Your answer must be an exact transcription of every entry.

═════ DATA SUPPLIED

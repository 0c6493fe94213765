//! The boundary between the storefront and the marketplace server.
//!
//! The controller talks to the server only through [`TransportAdapter`], so
//! tests can swap in a scripted transport and the engine never sees a
//! socket. [`HttpTransport`] is the production adapter: reqwest for catalog
//! pulls and cart batches, a tokio-tungstenite feed for invalidations.

mod http;
mod protocol;
mod push;

pub use http::HttpTransport;
pub use protocol::*;
pub use push::PushFeed;

use async_trait::async_trait;
use serde::{Deserialize, Serialize};
use stockline_engine::{
    BatchResponse, PendingBatch, ProductId, ProductSnapshot, ProductStatus, SyncError, Version,
};
use tokio::sync::mpsc;

/// Sender half handed to [`TransportAdapter::subscribe_invalidation`].
pub type InvalidationSender = mpsc::UnboundedSender<InvalidationEvent>;

/// Which slice of the catalog to fetch.
#[derive(Debug, Clone, Default, PartialEq, Eq, Serialize, Deserialize)]
#[serde(rename_all = "camelCase")]
pub struct CatalogQuery {
    pub status: Option<ProductStatus>,
    pub seller_id: Option<String>,
}

impl CatalogQuery {
    /// Query string pairs for the products endpoint.
    pub fn params(&self) -> Vec<(&'static str, String)> {
        let mut params = Vec::new();
        if let Some(status) = self.status {
            let status = match status {
                ProductStatus::Pending => "pending",
                ProductStatus::Approved => "approved",
                ProductStatus::Rejected => "rejected",
                ProductStatus::Withdrawn => "withdrawn",
            };
            params.push(("status", status.to_string()));
        }
        if let Some(seller_id) = &self.seller_id {
            params.push(("sellerId", seller_id.clone()));
        }
        params
    }
}

/// What happened to a product on the server.
#[derive(Debug, Clone, Copy, PartialEq, Eq, Serialize, Deserialize)]
#[serde(rename_all = "camelCase")]
pub enum InvalidationKind {
    Created,
    Updated,
    Deleted,
    StatusChanged,
    /// The feed reconnected and may have missed events
    Resync,
}

/// A server signal that cached product state is stale.
#[derive(Debug, Clone, PartialEq, Eq, Serialize, Deserialize)]
#[serde(rename_all = "camelCase")]
pub struct InvalidationEvent {
    pub kind: InvalidationKind,
    /// Absent for [`InvalidationKind::Resync`]
    pub product_id: Option<ProductId>,
}

impl InvalidationEvent {
    pub fn new(kind: InvalidationKind, product_id: impl Into<ProductId>) -> Self {
        Self {
            kind,
            product_id: Some(product_id.into()),
        }
    }

    pub fn resync() -> Self {
        Self {
            kind: InvalidationKind::Resync,
            product_id: None,
        }
    }
}

/// Network operations the controller depends on.
#[async_trait]
pub trait TransportAdapter: Send + Sync {
    /// Pull the catalog slice described by `query`.
    async fn fetch_catalog(&self, query: &CatalogQuery)
        -> Result<Vec<ProductSnapshot>, TransportError>;

    /// Send one coalesced batch of cart writes.
    async fn send_mutation_batch(&self, batch: &PendingBatch)
        -> Result<BatchResponse, TransportError>;

    /// Start delivering invalidation events to `handler`.
    ///
    /// Returns once the subscription is set up; events arrive until the
    /// receiver is dropped.
    async fn subscribe_invalidation(&self, handler: InvalidationSender)
        -> Result<(), TransportError>;
}

/// Transport failures, before classification.
#[derive(Debug, Clone, thiserror::Error)]
pub enum TransportError {
    #[error("connection failed: {0}")]
    Connect(String),

    #[error("request timed out")]
    Timeout,

    #[error("server error {status}: {message}")]
    Server { status: u16, message: String },

    #[error("version conflict: {message}")]
    Conflict {
        product_id: Option<ProductId>,
        server_version: Option<Version>,
        message: String,
    },

    #[error("rejected with {status}: {message}")]
    Rejected { status: u16, message: String },

    #[error("invalid response: {0}")]
    Decode(String),

    #[error("push feed error: {0}")]
    Push(String),
}

impl TransportError {
    /// Map a non-success HTTP status and its body.
    pub fn from_status(status: u16, body: ErrorBody) -> Self {
        let message = body.details.unwrap_or(body.error);
        match status {
            409 => TransportError::Conflict {
                product_id: body.product_id,
                server_version: body.current_version,
                message,
            },
            400..=499 => TransportError::Rejected { status, message },
            _ => TransportError::Server { status, message },
        }
    }

    /// Whether the same request may succeed if sent again.
    pub fn is_retryable(&self) -> bool {
        matches!(
            self,
            TransportError::Connect(_)
                | TransportError::Timeout
                | TransportError::Server { .. }
                | TransportError::Decode(_)
                | TransportError::Push(_)
        )
    }

    /// Classify into the engine's failure taxonomy.
    ///
    /// `held_version` looks up the locally held version of a product, used
    /// to describe a conflict.
    pub fn to_sync_error(&self, held_version: impl Fn(&str) -> Option<Version>) -> SyncError {
        match self {
            TransportError::Rejected { message, .. } => {
                SyncError::ValidationRejected(message.clone())
            }
            TransportError::Conflict {
                product_id,
                server_version,
                ..
            } => {
                let product_id = product_id.clone().unwrap_or_default();
                let held = held_version(&product_id).unwrap_or_default();
                SyncError::StaleVersionConflict {
                    received: server_version.unwrap_or(held),
                    product_id,
                    held,
                }
            }
            other => SyncError::TransientTransport(other.to_string()),
        }
    }
}

impl From<reqwest::Error> for TransportError {
    fn from(error: reqwest::Error) -> Self {
        if error.is_timeout() {
            TransportError::Timeout
        } else if error.is_decode() {
            TransportError::Decode(error.to_string())
        } else if let Some(status) = error.status() {
            TransportError::from_status(
                status.as_u16(),
                ErrorBody {
                    error: error.to_string(),
                    ..ErrorBody::default()
                },
            )
        } else {
            TransportError::Connect(error.to_string())
        }
    }
}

══════════

> ANSWER FOR THE TASK
repository 0c6493fe94213765
//! The boundary between the storefront and the marketplace server.
//!
//! The controller talks to the server only through [`TransportAdapter`], so
//! tests can swap in a scripted transport and the engine never sees a
//! socket. [`HttpTransport`] is the production adapter: reqwest for catalog
//! pulls and cart batches, a tokio-tungstenite feed for invalidations.

mod http;
mod protocol;
mod push;

pub use http::HttpTransport;
pub use protocol::*;
pub use push::PushFeed;

use async_trait::async_trait;
use serde::{Deserialize, Serialize};
use stockline_engine::{
    BatchResponse, PendingBatch, ProductId, ProductSnapshot, ProductStatus, SyncError, Version,
};
use tokio::sync::mpsc;

/// Sender half handed to [`TransportAdapter::subscribe_invalidation`].
pub type InvalidationSender = mpsc::UnboundedSender<InvalidationEvent>;

/// Which slice of the catalog to fetch.
#[derive(Debug, Clone, Default, PartialEq, Eq, Serialize, Deserialize)]
#[serde(rename_all = "camelCase")]
pub struct CatalogQuery {
    pub status: Option<ProductStatus>,
    pub seller_id: Option<String>,
}

impl CatalogQuery {
    /// Query string pairs for the products endpoint.
    pub fn params(&self) -> Vec<(&'static str, String)> {
        let mut params = Vec::new();
        if let Some(status) = self.status {
            let status = match status {
                ProductStatus::Pending => "pending",
                ProductStatus::Approved => "approved",
                ProductStatus::Rejected => "rejected",
                ProductStatus::Withdrawn => "withdrawn",
            };
            params.push(("status", status.to_string()));
        }
        if let Some(seller_id) = &self.seller_id {
            params.push(("sellerId", seller_id.clone()));
        }
        params
    }
}

/// What happened to a product on the server.
#[derive(Debug, Clone, Copy, PartialEq, Eq, Serialize, Deserialize)]
#[serde(rename_all = "camelCase")]
pub enum InvalidationKind {
    Created,
    Updated,
    Deleted,
    StatusChanged,
    /// The feed reconnected and may have missed events
    Resync,
}

/// A server signal that cached product state is stale.
#[derive(Debug, Clone, PartialEq, Eq, Serialize, Deserialize)]
#[serde(rename_all = "camelCase")]
pub struct InvalidationEvent {
    pub kind: InvalidationKind,
    /// Absent for [`InvalidationKind::Resync`]
    pub product_id: Option<ProductId>,
}

impl InvalidationEvent {
    pub fn new(kind: InvalidationKind, product_id: impl Into<ProductId>) -> Self {
        Self {
            kind,
            product_id: Some(product_id.into()),
        }
    }

    pub fn resync() -> Self {
        Self {
            kind: InvalidationKind::Resync,
            product_id: None,
        }
    }
}

/// Network operations the controller depends on.
#[async_trait]
pub trait TransportAdapter: Send + Sync {
    /// Pull the catalog slice described by `query`.
    async fn fetch_catalog(&self, query: &CatalogQuery)
        -> Result<Vec<ProductSnapshot>, TransportError>;

    /// Send one coalesced batch of cart writes.
    async fn send_mutation_batch(&self, batch: &PendingBatch)
        -> Result<BatchResponse, TransportError>;

    /// Start delivering invalidation events to `handler`.
    ///
    /// Returns once the subscription is set up; events arrive until the
    /// receiver is dropped.
    async fn subscribe_invalidation(&self, handler: InvalidationSender)
        -> Result<(), TransportError>;
}

/// Transport failures, before classification.
#[derive(Debug, Clone, thiserror::Error)]
pub enum TransportError {
    #[error("connection failed: {0}")]
    Connect(String),

    #[error("request timed out")]
    Timeout,

    #[error("server error {status}: {message}")]
    Server { status: u16, message: String },

    #[error("version conflict: {message}")]
    Conflict {
        product_id: Option<ProductId>,
        server_version: Option<Version>,
        message: String,
    },

    #[error("rejected with {status}: {message}")]
    Rejected { status: u16, message: String },

    #[error("invalid response: {0}")]
    Decode(String),

    #[error("push feed error: {0}")]
    Push(String),
}

impl TransportError {
    /// Map a non-success HTTP status and its body.
    pub fn from_status(status: u16, body: ErrorBody) -> Self {
        let message = body.details.unwrap_or(body.error);
        match status {
            409 => TransportError::Conflict {
                product_id: body.product_id,
                server_version: body.current_version,
                message,
            },
            400..=499 => TransportError::Rejected { status, message },
            _ => TransportError::Server { status, message },
        }
    }

    /// Whether the same request may succeed if sent again.
    pub fn is_retryable(&self) -> bool {
        matches!(
            self,
            TransportError::Connect(_)
                | TransportError::Timeout
                | TransportError::Server { .. }
                | TransportError::Decode(_)
                | TransportError::Push(_)
        )
    }

    /// Classify into the engine's failure taxonomy.
    ///
    /// `held_version` looks up the locally held version of a product, used
    /// to describe a conflict.
    pub fn to_sync_error(&self, held_version: impl Fn(&str) -> Option<Version>) -> SyncError {
        match self {
            TransportError::Rejected { message, .. } => {
                SyncError::ValidationRejected(message.clone())
            }
            TransportError::Conflict {
                product_id,
                server_version,
                ..
            } => {
                let product_id = product_id.clone().unwrap_or_default();
                let held = held_version(&product_id).unwrap_or_default();
                SyncError::StaleVersionConflict {
                    received: server_version.unwrap_or(held),
                    product_id,
                    held,
                }
            }
            other => SyncError::TransientTransport(other.to_string()),
        }
    }
}

impl From<reqwest::Error> for TransportError {
    fn from(error: reqwest::Error) -> Self {
        if error.is_timeout() {
            TransportError::Timeout
        } else if error.is_decode() {
            TransportError::Decode(error.to_string())
        } else if let Some(status) = error.status() {
            TransportError::from_status(
                status.as_u16(),
                ErrorBody {
                    error: error.to_string(),
                    ..ErrorBody::default()
                },
            )
        } else {
            TransportError::Connect(error.to_string())
        }
    }
}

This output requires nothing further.